Mendengar itu, Lu Cang langsung berhenti mendadak. Membuat Cao Xin buru-buru diam seribu bahasa, hanya berani untuk buru-buru mengikuti Lu Cang dari belakang, walau bulu kuduknya meremang.

Lu Cang tidak menampakkan emosi apa-apa, tapi sebuah tsunami besar bergejolak dihatinya ketika mendengar kata itu. Cantik? Cantik, katanya!

Aku? Pemimpin jalan hitam[8] 
ini?!

Dianggap seperti itu oleh bawahannya sendiri, membuat Lu Cang ingin meneteskan air mata. “Tampan” dan “Bisa Diandalkan” adalah pujian yang cukup umum untuk dilontarkan. Tapi Cantik? “Cantik” selalu digunakan untuk mendeskripsikan seorang wanita... Arg! Benar-benar, ini semua salah orang gila itu! Kenapa... setelah digagahi oleh orang gila itu, dia jadi dibilang “cantik”?!

Lu Cang memutar matanya ke arah Cao Xin, sambil tetap mengikuti dua pelayan cantik yang berhenti di sebuah ruangan yang di dekorasi layaknya surga.

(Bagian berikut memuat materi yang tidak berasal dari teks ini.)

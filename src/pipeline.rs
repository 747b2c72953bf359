//! End-to-end question answering: screen, digitize, consult, answer.

use crate::cache::{CacheStore, FileCache};
use crate::compose::AnswerComposer;
use crate::config::{Config, Locale};
use crate::detect::{HttpDetector, LegendDetector, RegionDetector};
use crate::digitize::MapDigitizer;
use crate::error::{GeoMapError, Result};
use crate::inference::{ChatCompletionClient, ContentPart, InferenceService, Message};
use crate::knowledge::{
    GeographicProvider, KnowledgeBroker, KnowledgeProvider, LegendVocabulary, SeismicProvider,
};
use crate::meta::MapMeta;
use crate::prompt::{finalize_answer, QuestionType, NO_ANSWER};
use std::fmt;
use std::path::Path;
use std::str::FromStr;
use std::sync::Arc;

/// Reply given to screened-out questions
pub const REFUSAL: &str = "I can't help you with that.";

const SCREEN_SYSTEM_PROMPT: &str = "You are an expert in sensitive content filter.";
const SCREEN_INSTRUCTION: &str = r#"Does the question contain sensitive content, such as harmful, toxic, racially discriminatory, and politically related content? Respond in JSON format only, for example: {"contain": true, "reason": "XXX"}"#;

/// Which stages run for a question.
///
/// Parsed from a comma-separated list of `HIE` (digitize), `DKI` (consult
/// knowledge) and `PEQA` (enhanced prompt).
#[derive(Debug, Clone, Copy, PartialEq, Eq)]
pub struct CopilotModes {
    pub digitize: bool,
    pub consult: bool,
    pub enhance: bool,
}

impl Default for CopilotModes {
    fn default() -> Self {
        Self {
            digitize: true,
            consult: true,
            enhance: true,
        }
    }
}

impl FromStr for CopilotModes {
    type Err = GeoMapError;

    fn from_str(s: &str) -> Result<Self> {
        let mut modes = CopilotModes {
            digitize: false,
            consult: false,
            enhance: false,
        };
        for mode in s.split(',').map(str::trim).filter(|m| !m.is_empty()) {
            match mode.to_ascii_uppercase().as_str() {
                "HIE" => modes.digitize = true,
                "DKI" => modes.consult = true,
                "PEQA" => modes.enhance = true,
                _ => return Err(GeoMapError::InvalidInput(format!("Unknown mode: {}", mode))),
            }
        }
        Ok(modes)
    }
}

impl fmt::Display for CopilotModes {
    fn fmt(&self, f: &mut fmt::Formatter<'_>) -> fmt::Result {
        let names: Vec<&str> = [
            (self.digitize, "HIE"),
            (self.consult, "DKI"),
            (self.enhance, "PEQA"),
        ]
        .iter()
        .filter(|(on, _)| *on)
        .map(|(_, name)| *name)
        .collect();
        f.write_str(&names.join(","))
    }
}

/// Geologic map copilot: the three stages wired over one cache and one
/// inference service.
pub struct Copilot {
    inference: Arc<dyn InferenceService>,
    digitizer: MapDigitizer,
    broker: KnowledgeBroker,
    composer: AnswerComposer,
    locale: Locale,
    screen_questions: bool,
}

impl Copilot {
    #[allow(clippy::too_many_arguments)]
    pub fn new(
        config: &Config,
        cache: Arc<dyn CacheStore>,
        inference: Arc<dyn InferenceService>,
        region_detector: Arc<dyn RegionDetector>,
        legend_detector: Arc<dyn LegendDetector>,
        vocabulary: LegendVocabulary,
        providers: Vec<Box<dyn KnowledgeProvider>>,
    ) -> Self {
        Self {
            digitizer: MapDigitizer::new(
                config,
                cache.clone(),
                inference.clone(),
                region_detector,
                legend_detector,
                vocabulary,
            ),
            broker: KnowledgeBroker::new(cache.clone(), inference.clone(), providers),
            composer: AnswerComposer::new(config, cache, inference.clone()),
            inference,
            locale: config.locale(),
            screen_questions: config.geomap.screen_questions,
        }
    }

    /// Wire the HTTP services and on-disk datasets named by `config`.
    ///
    /// Missing vocabularies or knowledge datasets degrade the answers but do
    /// not prevent startup.
    pub fn build(config: &Config) -> Result<Self> {
        let cache: Arc<dyn CacheStore> = Arc::new(FileCache::new(config.cache_root()));
        log::info!("Cache root: {}", config.cache_root().display());

        let api_key = std::env::var(&config.inference.api_key_env).map_err(|_| {
            GeoMapError::Config(format!(
                "Environment variable {} not set. Set it in your .env file or as an environment variable.",
                config.inference.api_key_env
            ))
        })?;
        let inference: Arc<dyn InferenceService> =
            Arc::new(ChatCompletionClient::new(&config.inference, api_key)?);
        let detector = Arc::new(HttpDetector::new(&config.detector)?);

        let knowledge = &config.knowledge;
        let vocabulary =
            match LegendVocabulary::load(&knowledge.rock_type_vocabulary, &knowledge.rock_age_vocabulary) {
                Ok(vocabulary) => vocabulary,
                Err(e) => {
                    log::warn!("Rock vocabularies unavailable, lithology and age will be unknown: {}", e);
                    LegendVocabulary::default()
                }
            };

        let mut providers: Vec<Box<dyn KnowledgeProvider>> = Vec::new();
        match SeismicProvider::from_config(knowledge) {
            Ok(provider) => providers.push(Box::new(provider)),
            Err(e) => log::warn!("Seismic knowledge unavailable: {}", e),
        }
        match GeographicProvider::from_config(knowledge) {
            Ok(provider) => providers.push(Box::new(provider)),
            Err(e) => log::warn!("Geographic knowledge unavailable: {}", e),
        }
        log::info!("{} knowledge provider(s) ready", providers.len());

        Ok(Self::new(
            config,
            cache,
            inference,
            detector.clone(),
            detector,
            vocabulary,
            providers,
        ))
    }

    pub async fn digitize(&self, image_path: &Path) -> Result<MapMeta> {
        self.digitizer.digitize(image_path).await
    }

    /// Whether the question should be refused. No verdict counts as a refusal.
    pub async fn screen(&self, question: &str) -> bool {
        let messages = [
            Message::system(SCREEN_SYSTEM_PROMPT),
            Message::user(vec![
                ContentPart::text(format!("Question: {}", question)),
                ContentPart::text(SCREEN_INSTRUCTION),
            ]),
        ];
        match self.inference.complete(&messages, false).await {
            Some(verdict) => verdict.to_lowercase().contains("true"),
            None => true,
        }
    }

    /// Final user-facing answer to `question` about the map at `image_path`.
    pub async fn ask(
        &self,
        image_path: &Path,
        question: &str,
        question_type: QuestionType,
        modes: CopilotModes,
    ) -> Result<String> {
        if self.screen_questions && self.screen(question).await {
            log::warn!("Question refused by content screen");
            return Ok(REFUSAL.to_string());
        }

        let meta = if modes.digitize {
            Some(self.digitizer.digitize(image_path).await?)
        } else {
            None
        };
        let knowledge = if modes.consult {
            self.broker.consult(question, meta.as_ref()).await?
        } else {
            None
        };
        if let Some(knowledge) = &knowledge {
            log::debug!("Selected knowledge: {:?}", knowledge.keys().collect::<Vec<_>>());
        }

        let raw = self
            .composer
            .answer(
                meta.as_ref(),
                knowledge.as_ref(),
                modes.enhance,
                image_path,
                question,
                question_type,
            )
            .await?;

        Ok(match raw {
            Some(raw) => {
                log::debug!("Raw answer: {}", raw);
                finalize_answer(&raw, question_type, self.locale)
            }
            None => NO_ANSWER.to_string(),
        })
    }
}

 “Silahkan masuk, tamu-tamu sekalian. Akan ada kakak perempuan kami yang akan melayani didalam.” Setelah memberikan penghormatan, mereka berdua berbalik dan mengundurkan diri.

 “Nona Yue Wei dan Yu Rong telah menunggu kedatangan anda didalam!” Dua perempuan seperti bidadari berjalan dengan anggun dari pintu, dan memberi penghormatan pada Lu Cang dan Cao Xin—sepertinya sudah ada yang memberitahu mereka kalau akan ada dua tamu yang datang.

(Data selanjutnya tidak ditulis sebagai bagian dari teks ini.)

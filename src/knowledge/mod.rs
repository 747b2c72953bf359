//! External domain knowledge: coordinates, vocabularies, providers and the broker.

pub mod broker;
pub mod coords;
pub mod geography;
pub mod seismic;
pub mod vocabulary;

pub use broker::KnowledgeBroker;
pub use coords::{decode_angle, polish_angle, GeoBox};
pub use geography::GeographicProvider;
pub use seismic::SeismicProvider;
pub use vocabulary::{LegendKnowledge, LegendVocabulary, RockVocabulary};

use crate::error::Result;
use async_trait::async_trait;
use std::collections::BTreeMap;
use std::sync::Arc;

/// Knowledge category name -> provider-specific content
pub type KnowledgeBundle = BTreeMap<String, serde_json::Value>;

/// Source of knowledge records for a geographic box
#[async_trait]
pub trait KnowledgeProvider: Send + Sync {
    fn name(&self) -> &str;

    async fn query(&self, area: &GeoBox) -> Result<KnowledgeBundle>;
}

#[async_trait]
impl<P: KnowledgeProvider + ?Sized> KnowledgeProvider for Arc<P> {
    fn name(&self) -> &str {
        (**self).name()
    }

    async fn query(&self, area: &GeoBox) -> Result<KnowledgeBundle> {
        (**self).query(area).await
    }
}

/// Round to `digits` decimal places
pub(crate) fn round_to(value: f64, digits: i32) -> f64 {
    let factor = 10f64.powi(digits);
    (value * factor).round() / factor
}
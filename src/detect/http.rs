use super::{LegendDetector, RegionDetector, Regions};
use crate::config::DetectorConfig;
use crate::error::{GeoMapError, Result};
use crate::legend::LegendBoxes;
use crate::meta::{BBox, RegionClass};
use crate::vision;
use async_trait::async_trait;
use reqwest::Client;
use serde::de::DeserializeOwned;
use serde::{Deserialize, Serialize};
use std::collections::BTreeMap;
use std::time::Duration;

#[derive(Serialize)]
struct DetectRequest {
    image: String,
}

#[derive(Deserialize)]
struct ComponentsResponse {
    regions: BTreeMap<String, Vec<BBox>>,
}

/// Client for a detector service exposing `/detect/components` and
/// `/detect/legend`.
pub struct HttpDetector {
    client: Client,
    base_url: String,
}

impl HttpDetector {
    pub fn new(config: &DetectorConfig) -> Result<Self> {
        let client = Client::builder()
            .timeout(Duration::from_secs(config.timeout_secs))
            .build()
            .map_err(|e| GeoMapError::Config(format!("Failed to build HTTP client: {}", e)))?;

        Ok(Self {
            client,
            base_url: config.base_url.trim_end_matches('/').to_string(),
        })
    }

    async fn post<T: DeserializeOwned>(&self, endpoint: &str, image: &[u8]) -> Result<T> {
        let mime = if image.starts_with(&[0xFF, 0xD8]) {
            "image/jpeg"
        } else {
            "image/png"
        };
        let request = DetectRequest {
            image: vision::data_url(image, mime),
        };

        let response = self
            .client
            .post(format!("{}/{}", self.base_url, endpoint))
            .json(&request)
            .send()
            .await
            .map_err(|e| GeoMapError::Detector(format!("HTTP request failed: {}", e)))?;

        let status = response.status();
        if !status.is_success() {
            let body = response
                .text()
                .await
                .unwrap_or_else(|_| "Unable to read error response".to_string());
            return Err(GeoMapError::Detector(format!(
                "Detector returned {}: {}",
                status, body
            )));
        }

        response
            .json()
            .await
            .map_err(|e| GeoMapError::Detector(format!("Failed to parse response: {}", e)))
    }
}

/// Convert class names from the wire into region classes, skipping unknown ones.
fn into_regions(raw: BTreeMap<String, Vec<BBox>>) -> Regions {
    let mut regions = Regions::new();
    for (name, boxes) in raw {
        match name.parse::<RegionClass>() {
            Ok(class) => regions.entry(class).or_default().extend(boxes),
            Err(_) => log::warn!("Detector reported unknown region class '{}', ignoring", name),
        }
    }
    regions
}

#[async_trait]
impl RegionDetector for HttpDetector {
    async fn detect(&self, image: &[u8]) -> Result<Regions> {
        let response: ComponentsResponse = self.post("detect/components", image).await?;
        Ok(into_regions(response.regions))
    }
}

#[async_trait]
impl LegendDetector for HttpDetector {
    async fn detect_legend(&self, legend_png: &[u8]) -> Result<LegendBoxes> {
        self.post("detect/legend", legend_png).await
    }
}
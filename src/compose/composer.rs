use super::selector::ComponentSelector;
use crate::cache::{CacheKey, CacheStore, DataUrlCache};
use crate::config::{Config, Locale};
use crate::error::Result;
use crate::inference::{ContentPart, InferenceService, Message};
use crate::knowledge::KnowledgeBundle;
use crate::meta::MapMeta;
use crate::prompt::{prompt_view, QuestionType, SYSTEM_PROMPT};
use crate::vision;
use std::path::Path;
use std::sync::Arc;

/// Assembles the grounded question prompt and asks the model.
pub struct AnswerComposer {
    cache: Arc<dyn CacheStore>,
    inference: Arc<dyn InferenceService>,
    selector: ComponentSelector,
    data_urls: DataUrlCache,
    upload_limit: u64,
    locale: Locale,
}

impl AnswerComposer {
    pub fn new(
        config: &Config,
        cache: Arc<dyn CacheStore>,
        inference: Arc<dyn InferenceService>,
    ) -> Self {
        Self {
            selector: ComponentSelector::new(cache.clone(), inference.clone()),
            cache,
            inference,
            data_urls: DataUrlCache::new(config.vision.data_url_cache_capacity),
            upload_limit: config.vision.upload_limit_bytes,
            locale: config.locale(),
        }
    }

    pub fn selector(&self) -> &ComponentSelector {
        &self.selector
    }

    /// Raw structured answer, or `None` when the model gave none.
    ///
    /// With `enhance` the prompt carries the selected component crops and a
    /// reasoning instruction; without it only the full image and a bare
    /// answer instruction.
    pub async fn answer(
        &self,
        meta: Option<&MapMeta>,
        knowledge: Option<&KnowledgeBundle>,
        enhance: bool,
        image_path: &Path,
        question: &str,
        question_type: QuestionType,
    ) -> Result<Option<String>> {
        let mut parts = Vec::new();

        if let Some(meta) = meta {
            parts.push(ContentPart::text(prompt_view(meta).to_string()));
        }
        if let Some(knowledge) = knowledge {
            parts.push(ContentPart::text(serde_json::to_string(knowledge)?));
        }

        let (width, height) = vision::image_size(image_path)?;
        if enhance {
            let selected = self.selector.select(question, question_type).await?;

            let mut attached = 0;
            if let (Some(meta), Some(components)) = (meta, &selected) {
                for component in components {
                    if let Some(url) = self.crop_data_url(&meta.name, component)? {
                        parts.push(ContentPart::image(url));
                        attached += 1;
                    }
                }
            }
            if attached == 0 {
                if let Some(components) = selected.as_ref().filter(|c| !c.is_empty()) {
                    parts.push(ContentPart::text(format!(
                        "Let's focus more on {}",
                        components.join(", ")
                    )));
                }
                parts.push(ContentPart::image(self.image_data_url(image_path)?));
            }

            let instruction = question_type.instruction(self.locale, width, height, true);
            parts.push(ContentPart::text(format!("Instruction: {}\n", instruction)));
        } else {
            parts.push(ContentPart::image(self.image_data_url(image_path)?));
            let instruction = question_type.instruction(self.locale, width, height, false);
            parts.push(ContentPart::text(format!("Instruction: {}\n", instruction)));
        }

        parts.push(ContentPart::text(format!("Question: {}\n", question)));
        parts.push(ContentPart::text("Answer: "));

        log::info!(
            "Answering {} question on {} ({} part(s), enhanced: {})",
            question_type,
            image_path.display(),
            parts.len(),
            enhance
        );
        let messages = [Message::system(SYSTEM_PROMPT), Message::user(parts)];
        let answer = self.inference.complete(&messages, true).await;
        if answer.is_none() {
            log::warn!("No answer for question on {}", image_path.display());
        }
        Ok(answer)
    }

    /// Data URL of the first cached crop of `component`, if one was saved.
    fn crop_data_url(&self, map: &str, component: &str) -> Result<Option<String>> {
        let key = CacheKey::detection(map, component, 0);
        let id = key.relative_path().to_string_lossy().into_owned();
        if let Some(url) = self.data_urls.get(&id) {
            return Ok(Some(url));
        }
        let Some(bytes) = self.cache.get(&key)? else {
            return Ok(None);
        };
        let url = vision::data_url_within_limit(&bytes, "image/png", self.upload_limit)?;
        self.data_urls.put(id, url.clone());
        Ok(Some(url))
    }

    fn image_data_url(&self, path: &Path) -> Result<String> {
        let id = path.to_string_lossy().into_owned();
        if let Some(url) = self.data_urls.get(&id) {
            return Ok(url);
        }
        let url = vision::file_data_url(path, self.upload_limit)?;
        self.data_urls.put(id, url.clone());
        Ok(url)
    }
}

Keduanya menyingkap jubah mereka, berusaha untuk terlihat pantas dan mengikuti dua gadis dengan kecantikan luar biasa itu ke ruang utama.

Wah! Pelayannya saja sudah secantik ini! Bagaimana dua orang yang kecantikannya sekelas dengan bunga nirwana yang sedang menunggu mereka berdua didalam?

Lu Cang dan Cao Xin duduk di rung tamu, kemudian, dengan hati yang dipenuhi oleh semangat membara, menengok ke arah tangga untuk menunggu kedatangan dua wanita cantik yang sudah mereka pesan.

Pelayan cantik kemudian membawakan mereka teh, yang langsung mereka sesap sebelum kemudian mendengar suara langkah kaki yang berasal dari tangga.

Ditemani sinar dan harum semerbak ruangan, dua orang dengan kecantikan luar biasa turun dari tangga, dengan anting-anting permata terayun dan gaun pita yang seakan terbang. Mereka benar-benar seperti bidadari yang jatuh dari langit tepat didepan dua orang, yang, dalam sedetik, lupa bagaimana cara bernafas dan mulut yang terbuka...

 “Hamba adalah Yue Wei...”

 “Hamba adalah Yu Rong...”

 “Memberi penghormatan kepada dua tuan muda[9]!” Bahkan suaranya saja lembut, seperti burung nirwana—benar-benar punya kekuatan untuk melelehkan jiwa siapapun yang mendengarnya.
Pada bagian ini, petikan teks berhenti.